Funding business innovation and growth through private equity should have little to do with the corporate structures of multinationals, nor the dark world of money laundering and terrorist financing. Yet with the industry being susceptible to money laundering risks, global rules on these areas have had their impact on PE funds. Hence why Pieter Leguit, a partner in the asset management and investment funds group with Simmons & Simmons Luxembourg, welcomes proposed EU legislation to further harmonise rules on anti-money laundering.
Level playing field
“The proposals would further level the playing field across Europe, and should have a considerable beneficial impact in Luxembourg,” Mr Leguit said. He highlighted how interpretations of AML rules by legislators and regulators still vary from country to country, and this can complicate matters for fund managers that operate cross-border. The proposals include a fully fledged EU regulatory body devoted to AML/CFT. “A unified pan-EU regime will help the Grand Duchy maintain its leadership position,” he added.
Similarly with tax. Private equity backs startups, growth companies and the like, yet these funds that channel this funding cross border can get snagged by rules seeking to reduce the ability of multinationals to move earnings around the world to minimise their tax bills. Hence why PE funds (especially cross-border Luxembourg-based funds) must frequently deal with the side effects of the OECD’s Base Erosion and Profit Shifting (“BEPS”) project. These rules have been implemented into European law via the two anti-tax avoidance directives ATAD 1 and ATAD 2.
ATAD impact on PE
“One of the ATAD provisions which had the most impact on PE structuring is the anti-hybrid mismatch rules,” said Pierre-Régis Dukmedjian, head of tax at Simmons & Simmons Luxembourg. These hybrid mismatches derive from different qualifications in different jurisdictions as regards the use of financial instruments and entities. “For example, a hybrid mismatch can occur when a Luxembourg partnership is considered tax transparent in Luxembourg and tax opaque in the investor jurisdiction. Interest payments to the Luxembourg partnership can then trigger a tax deduction with no taxation of said interest received by the partnership nor at the level of the investors.
One of the ATAD provisions which had the most impact on PE structuring is the anti-hybrid mismatch rules.
The application of ATAD 2 rules may increase the cost of the structure with an impact on the return,” Mr Dukmedjian explained. “There are options to ensure that different investors with different tax profiles can be dealt with in parallel, so that costs of the new rules only fall on those who are directly affected,” he added.
Drivers of fund structuring
Thus tax can be one of the drivers of the decision around which vehicle to use. “The basics remain the same: managers decide which investors they wish to target and how, and the structure is chosen accordingly,” Mr Leguit said. The country of residence and sophistication of investors, the type of assets to be held, and the location of the assets are the main drivers for decisions about structuring.

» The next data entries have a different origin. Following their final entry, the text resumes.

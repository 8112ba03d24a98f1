//! Signals
//!
//! Canonical lifecycle signals and the typed listener table both the adapter
//! and the session publish them through.

use dashmap::DashMap;
use log::debug;
use serde::{Deserialize, Serialize};
use std::sync::atomic::{AtomicU64, Ordering};
use std::sync::Arc;

static NEXT_LISTENER_ID: AtomicU64 = AtomicU64::new(1);

/// Handle returned by every `on`-style registration, used to unregister
#[derive(Debug, Clone, Copy, PartialEq, Eq, Hash, PartialOrd, Ord)]
pub struct ListenerId(u64);

impl ListenerId {
    /// Allocate a process-unique id
    pub fn next() -> Self {
        Self(NEXT_LISTENER_ID.fetch_add(1, Ordering::Relaxed))
    }

    pub fn as_u64(&self) -> u64 {
        self.0
    }
}

/// The closed set of lifecycle signals
#[derive(Debug, Clone, Copy, PartialEq, Eq, Hash, Serialize, Deserialize)]
#[serde(rename_all = "lowercase")]
pub enum SignalKind {
    Connected,
    Disconnected,
    Error,
}

impl SignalKind {
    pub const ALL: [SignalKind; 3] = [SignalKind::Connected, SignalKind::Disconnected, SignalKind::Error];
}

impl std::fmt::Display for SignalKind {
    fn fmt(&self, f: &mut std::fmt::Formatter<'_>) -> std::fmt::Result {
        match self {
            Self::Connected => write!(f, "connected"),
            Self::Disconnected => write!(f, "disconnected"),
            Self::Error => write!(f, "error"),
        }
    }
}

/// A value that can be published through a [`SignalHub`]
pub trait Signal: Send + Sync {
    fn kind(&self) -> SignalKind;
}

/// Callback registered for one signal kind
pub type SignalHandler<S> = Arc<dyn Fn(&S) + Send + Sync>;

/// Typed listener table keyed by [`ListenerId`]
pub struct SignalHub<S: Signal> {
    listeners: DashMap<ListenerId, (SignalKind, SignalHandler<S>)>,
}

impl<S: Signal> SignalHub<S> {
    pub fn new() -> Self {
        Self {
            listeners: DashMap::new(),
        }
    }

    /// Register a handler for one kind of signal
    pub fn on(&self, kind: SignalKind, handler: SignalHandler<S>) -> ListenerId {
        let id = ListenerId::next();
        self.listeners.insert(id, (kind, handler));
        id
    }

    /// Remove a handler, returning whether it was registered
    pub fn off(&self, id: ListenerId) -> bool {
        self.listeners.remove(&id).is_some()
    }

    /// Deliver a signal to every handler registered for its kind.
    ///
    /// Handlers are snapshotted first and may register or remove listeners.
    pub fn emit(&self, signal: &S) -> usize {
        let kind = signal.kind();
        let mut handlers: Vec<(ListenerId, SignalHandler<S>)> = self
            .listeners
            .iter()
            .filter(|entry| entry.value().0 == kind)
            .map(|entry| (*entry.key(), entry.value().1.clone()))
            .collect();
        handlers.sort_by_key(|(id, _)| *id);

        if handlers.is_empty() {
            debug!("No listeners for {} signal", kind);
        }

        for (_, handler) in &handlers {
            handler(signal);
        }
        handlers.len()
    }

    /// Number of handlers registered for a kind
    pub fn listener_count(&self, kind: SignalKind) -> usize {
        self.listeners.iter().filter(|entry| entry.value().0 == kind).count()
    }

    pub fn is_empty(&self) -> bool {
        self.listeners.is_empty()
    }

    pub fn clear(&self) {
        self.listeners.clear();
    }
}

impl<S: Signal> Default for SignalHub<S> {
    fn default() -> Self {
        Self::new()
    }
}

#[cfg(test)]
mod tests {
    use super::*;
    use std::sync::atomic::AtomicUsize;

    #[derive(Debug)]
    enum Probe {
        Up,
        Down,
    }

    impl Signal for Probe {
        fn kind(&self) -> SignalKind {
            match self {
                Probe::Up => SignalKind::Connected,
                Probe::Down => SignalKind::Disconnected,
            }
        }
    }

    #[test]
    fn test_emit_reaches_matching_kind_only() {
        let hub: SignalHub<Probe> = SignalHub::new();
        let ups = Arc::new(AtomicUsize::new(0));
        let counter = ups.clone();
        hub.on(
            SignalKind::Connected,
            Arc::new(move |_: &Probe| {
                counter.fetch_add(1, Ordering::SeqCst);
            }),
        );

        assert_eq!(hub.emit(&Probe::Up), 1);
        assert_eq!(hub.emit(&Probe::Down), 0);
        assert_eq!(ups.load(Ordering::SeqCst), 1);
    }

    #[test]
    fn test_off_unbinds() {
        let hub: SignalHub<Probe> = SignalHub::new();
        let id = hub.on(SignalKind::Connected, Arc::new(|_: &Probe| {}));
        assert_eq!(hub.listener_count(SignalKind::Connected), 1);
        assert!(hub.off(id));
        assert!(!hub.off(id));
        assert!(hub.is_empty());
    }

    #[test]
    fn test_handler_may_unregister_itself() {
        let hub: Arc<SignalHub<Probe>> = Arc::new(SignalHub::new());
        let slot: Arc<parking_lot::Mutex<Option<ListenerId>>> = Arc::new(parking_lot::Mutex::new(None));

        let hub_ref = hub.clone();
        let slot_ref = slot.clone();
        let id = hub.on(
            SignalKind::Connected,
            Arc::new(move |_: &Probe| {
                if let Some(id) = slot_ref.lock().take() {
                    hub_ref.off(id);
                }
            }),
        );
        *slot.lock() = Some(id);

        assert_eq!(hub.emit(&Probe::Up), 1);
        assert_eq!(hub.emit(&Probe::Up), 0);
    }
}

The basics remain the same: managers decide which investors they wish to target and how, and the structure is chosen accordingly.
At investor level, there might be a preference to invest in a tax transparent entity (partnership) vs a tax opaque entity (corporation). The general aim is to have the fund structure as neutral as possible from a tax perspective, knowing that the investors and companies in which the fund invests are generally already taxed.
Flexibility is key
“It is possible to enable ATAD 2-sensitive investors to invest through a separate vehicle,” said Mr Dukmedjian. As well, structuring itself has evolved, with ATAD 2 influencing whether a partnership or corporation form of the fund is most appropriate for these specific investors. Alternatively feeder funds and other structuring processes may be used, techniques which have been used for a while for regulatory or commercial reasons.
Each time European and international bodies consider global changes to tax and regulatory frameworks, worries emerge about whether successful cross-border systems will be disrupted, and the private equity sector is no exception. Yet the wealth of experience of managing business cross-border in the Grand Duchy enables these hurdles to be navigated with minimum disruption.